◆ WHAT THE EXERCISE ASKS ◆
When a line of the records contains "StoreMutateRequest", copy it.
[[ INFORMATION GIVEN open ]]
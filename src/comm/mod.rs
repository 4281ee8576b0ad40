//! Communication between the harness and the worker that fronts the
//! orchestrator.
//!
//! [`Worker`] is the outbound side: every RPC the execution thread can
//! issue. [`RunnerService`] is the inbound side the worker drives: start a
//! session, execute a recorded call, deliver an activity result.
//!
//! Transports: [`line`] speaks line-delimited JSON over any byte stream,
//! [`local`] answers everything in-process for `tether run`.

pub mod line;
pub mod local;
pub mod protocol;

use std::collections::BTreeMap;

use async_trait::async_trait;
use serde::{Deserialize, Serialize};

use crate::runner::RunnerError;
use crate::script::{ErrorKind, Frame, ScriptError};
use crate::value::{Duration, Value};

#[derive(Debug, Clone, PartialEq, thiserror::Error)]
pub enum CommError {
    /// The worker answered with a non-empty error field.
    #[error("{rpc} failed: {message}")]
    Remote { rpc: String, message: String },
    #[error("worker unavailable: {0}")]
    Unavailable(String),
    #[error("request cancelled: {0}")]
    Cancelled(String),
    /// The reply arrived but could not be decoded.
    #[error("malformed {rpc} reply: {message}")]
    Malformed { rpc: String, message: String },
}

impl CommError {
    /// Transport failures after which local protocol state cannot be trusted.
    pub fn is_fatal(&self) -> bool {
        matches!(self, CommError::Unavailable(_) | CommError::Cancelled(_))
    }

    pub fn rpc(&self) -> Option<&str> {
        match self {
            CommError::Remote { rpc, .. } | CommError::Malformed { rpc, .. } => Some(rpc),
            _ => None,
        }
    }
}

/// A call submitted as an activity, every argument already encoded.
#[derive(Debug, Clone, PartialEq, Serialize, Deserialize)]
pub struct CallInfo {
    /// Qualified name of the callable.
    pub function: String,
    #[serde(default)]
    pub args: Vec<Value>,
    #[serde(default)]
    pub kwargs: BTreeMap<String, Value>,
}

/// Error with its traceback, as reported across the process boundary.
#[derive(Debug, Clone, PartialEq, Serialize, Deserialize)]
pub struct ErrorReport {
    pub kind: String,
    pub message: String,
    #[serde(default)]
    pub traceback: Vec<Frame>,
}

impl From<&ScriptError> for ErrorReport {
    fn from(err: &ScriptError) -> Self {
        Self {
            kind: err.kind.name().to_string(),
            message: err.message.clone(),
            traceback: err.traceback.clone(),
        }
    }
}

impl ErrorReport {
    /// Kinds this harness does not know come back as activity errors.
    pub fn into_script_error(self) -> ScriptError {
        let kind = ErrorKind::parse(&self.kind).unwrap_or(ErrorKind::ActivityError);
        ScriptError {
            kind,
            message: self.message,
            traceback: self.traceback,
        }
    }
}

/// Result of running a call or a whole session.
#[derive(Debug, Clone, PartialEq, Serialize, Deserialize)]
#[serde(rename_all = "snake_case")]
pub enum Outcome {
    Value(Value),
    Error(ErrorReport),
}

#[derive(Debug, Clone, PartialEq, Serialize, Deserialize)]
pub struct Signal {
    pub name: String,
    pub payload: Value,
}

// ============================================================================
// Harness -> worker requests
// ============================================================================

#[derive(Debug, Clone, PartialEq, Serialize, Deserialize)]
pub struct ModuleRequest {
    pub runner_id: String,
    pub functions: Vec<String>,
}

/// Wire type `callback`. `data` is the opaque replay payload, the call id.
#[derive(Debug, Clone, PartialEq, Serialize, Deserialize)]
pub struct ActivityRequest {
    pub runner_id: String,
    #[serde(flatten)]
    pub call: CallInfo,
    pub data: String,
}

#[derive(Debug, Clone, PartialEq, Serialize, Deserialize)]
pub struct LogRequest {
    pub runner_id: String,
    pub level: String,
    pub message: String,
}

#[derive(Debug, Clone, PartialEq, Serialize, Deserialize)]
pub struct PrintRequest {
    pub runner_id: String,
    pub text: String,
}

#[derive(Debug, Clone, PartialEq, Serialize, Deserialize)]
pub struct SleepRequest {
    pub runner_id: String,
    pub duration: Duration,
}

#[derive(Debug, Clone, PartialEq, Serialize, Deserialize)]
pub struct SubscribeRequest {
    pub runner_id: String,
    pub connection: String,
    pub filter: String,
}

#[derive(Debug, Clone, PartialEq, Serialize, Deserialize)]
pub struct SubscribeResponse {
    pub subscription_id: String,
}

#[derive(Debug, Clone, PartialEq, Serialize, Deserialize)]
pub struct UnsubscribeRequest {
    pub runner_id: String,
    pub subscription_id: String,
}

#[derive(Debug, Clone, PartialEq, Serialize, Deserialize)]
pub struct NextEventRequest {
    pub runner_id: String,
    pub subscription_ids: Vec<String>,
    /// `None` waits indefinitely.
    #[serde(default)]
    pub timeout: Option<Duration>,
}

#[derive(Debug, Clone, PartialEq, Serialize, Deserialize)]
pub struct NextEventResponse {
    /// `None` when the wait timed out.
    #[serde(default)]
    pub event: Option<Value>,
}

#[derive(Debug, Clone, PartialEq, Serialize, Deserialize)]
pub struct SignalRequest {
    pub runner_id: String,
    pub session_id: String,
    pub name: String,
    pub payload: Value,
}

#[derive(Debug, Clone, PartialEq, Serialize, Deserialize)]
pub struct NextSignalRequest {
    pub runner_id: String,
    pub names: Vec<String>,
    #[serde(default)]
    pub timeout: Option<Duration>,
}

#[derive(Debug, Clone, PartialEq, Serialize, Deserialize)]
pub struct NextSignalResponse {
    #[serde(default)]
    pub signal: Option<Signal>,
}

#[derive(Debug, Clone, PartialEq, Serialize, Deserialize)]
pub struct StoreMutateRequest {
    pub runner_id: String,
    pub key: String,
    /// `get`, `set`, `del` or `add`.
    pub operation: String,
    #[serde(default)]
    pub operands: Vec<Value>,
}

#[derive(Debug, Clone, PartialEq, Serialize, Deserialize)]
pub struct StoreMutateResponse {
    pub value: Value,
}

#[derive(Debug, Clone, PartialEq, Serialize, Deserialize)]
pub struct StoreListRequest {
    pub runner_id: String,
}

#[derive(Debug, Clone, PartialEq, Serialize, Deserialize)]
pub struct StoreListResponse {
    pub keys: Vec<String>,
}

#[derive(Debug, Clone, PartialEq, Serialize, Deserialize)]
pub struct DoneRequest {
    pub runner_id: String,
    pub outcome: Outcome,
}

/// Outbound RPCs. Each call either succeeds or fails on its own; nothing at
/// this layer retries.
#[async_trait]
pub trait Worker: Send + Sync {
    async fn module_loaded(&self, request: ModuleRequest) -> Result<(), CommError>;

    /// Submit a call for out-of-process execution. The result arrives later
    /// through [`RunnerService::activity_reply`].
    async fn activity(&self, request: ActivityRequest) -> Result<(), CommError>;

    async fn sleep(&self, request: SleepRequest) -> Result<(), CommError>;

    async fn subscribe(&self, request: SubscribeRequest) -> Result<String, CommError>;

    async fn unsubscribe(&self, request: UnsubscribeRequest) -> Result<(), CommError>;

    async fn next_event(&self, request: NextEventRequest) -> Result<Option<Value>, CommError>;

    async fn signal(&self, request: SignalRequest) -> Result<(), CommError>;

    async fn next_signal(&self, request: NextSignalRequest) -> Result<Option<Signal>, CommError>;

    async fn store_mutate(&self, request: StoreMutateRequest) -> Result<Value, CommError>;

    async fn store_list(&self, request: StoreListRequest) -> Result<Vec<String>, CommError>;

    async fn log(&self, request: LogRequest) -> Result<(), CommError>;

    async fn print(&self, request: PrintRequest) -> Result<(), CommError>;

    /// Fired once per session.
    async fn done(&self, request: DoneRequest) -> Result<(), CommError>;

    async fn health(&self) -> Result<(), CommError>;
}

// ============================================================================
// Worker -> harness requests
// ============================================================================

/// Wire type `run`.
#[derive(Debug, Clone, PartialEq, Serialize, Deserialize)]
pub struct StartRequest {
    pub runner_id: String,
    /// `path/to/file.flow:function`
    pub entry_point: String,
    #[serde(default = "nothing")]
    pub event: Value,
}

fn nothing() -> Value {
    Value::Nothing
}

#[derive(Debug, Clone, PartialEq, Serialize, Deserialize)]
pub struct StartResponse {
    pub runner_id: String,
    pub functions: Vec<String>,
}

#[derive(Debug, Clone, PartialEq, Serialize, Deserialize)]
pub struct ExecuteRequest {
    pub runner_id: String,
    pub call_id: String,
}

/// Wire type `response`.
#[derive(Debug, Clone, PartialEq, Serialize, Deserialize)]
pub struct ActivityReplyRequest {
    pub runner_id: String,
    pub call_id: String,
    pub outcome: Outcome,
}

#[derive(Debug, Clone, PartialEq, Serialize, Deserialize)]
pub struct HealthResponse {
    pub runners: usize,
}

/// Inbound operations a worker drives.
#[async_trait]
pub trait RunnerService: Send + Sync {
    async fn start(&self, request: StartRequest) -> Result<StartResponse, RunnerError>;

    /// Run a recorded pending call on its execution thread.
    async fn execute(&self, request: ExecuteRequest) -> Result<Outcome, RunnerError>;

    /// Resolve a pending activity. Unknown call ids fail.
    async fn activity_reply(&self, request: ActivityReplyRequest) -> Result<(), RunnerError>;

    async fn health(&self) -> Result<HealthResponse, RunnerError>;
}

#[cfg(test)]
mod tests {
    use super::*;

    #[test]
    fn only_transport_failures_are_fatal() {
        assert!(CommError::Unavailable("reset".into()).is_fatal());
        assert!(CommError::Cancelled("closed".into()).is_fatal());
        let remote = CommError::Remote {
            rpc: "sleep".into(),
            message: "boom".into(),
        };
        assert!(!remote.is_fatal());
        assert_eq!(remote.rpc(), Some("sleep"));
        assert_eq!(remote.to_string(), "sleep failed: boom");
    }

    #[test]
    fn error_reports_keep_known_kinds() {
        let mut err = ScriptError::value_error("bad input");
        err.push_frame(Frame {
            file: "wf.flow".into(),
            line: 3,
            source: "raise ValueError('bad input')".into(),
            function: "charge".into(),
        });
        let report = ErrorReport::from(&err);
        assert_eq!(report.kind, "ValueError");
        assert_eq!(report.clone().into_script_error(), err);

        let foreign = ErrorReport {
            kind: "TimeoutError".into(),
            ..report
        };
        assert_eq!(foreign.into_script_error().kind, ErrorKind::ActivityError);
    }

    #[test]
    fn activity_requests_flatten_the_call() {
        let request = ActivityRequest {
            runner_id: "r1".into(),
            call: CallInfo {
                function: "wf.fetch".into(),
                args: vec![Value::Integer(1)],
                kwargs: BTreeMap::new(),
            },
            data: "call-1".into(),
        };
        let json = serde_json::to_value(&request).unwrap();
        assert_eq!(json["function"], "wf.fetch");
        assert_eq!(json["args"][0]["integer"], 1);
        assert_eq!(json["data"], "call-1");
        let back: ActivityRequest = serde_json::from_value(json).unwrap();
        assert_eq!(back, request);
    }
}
[[ INFORMATION GIVEN closed ]]
◆ RESULT BELOW ◆
pub struct StoreMutateRequest {
    async fn store_mutate(&self, request: StoreMutateRequest) -> Result<Value, CommError>;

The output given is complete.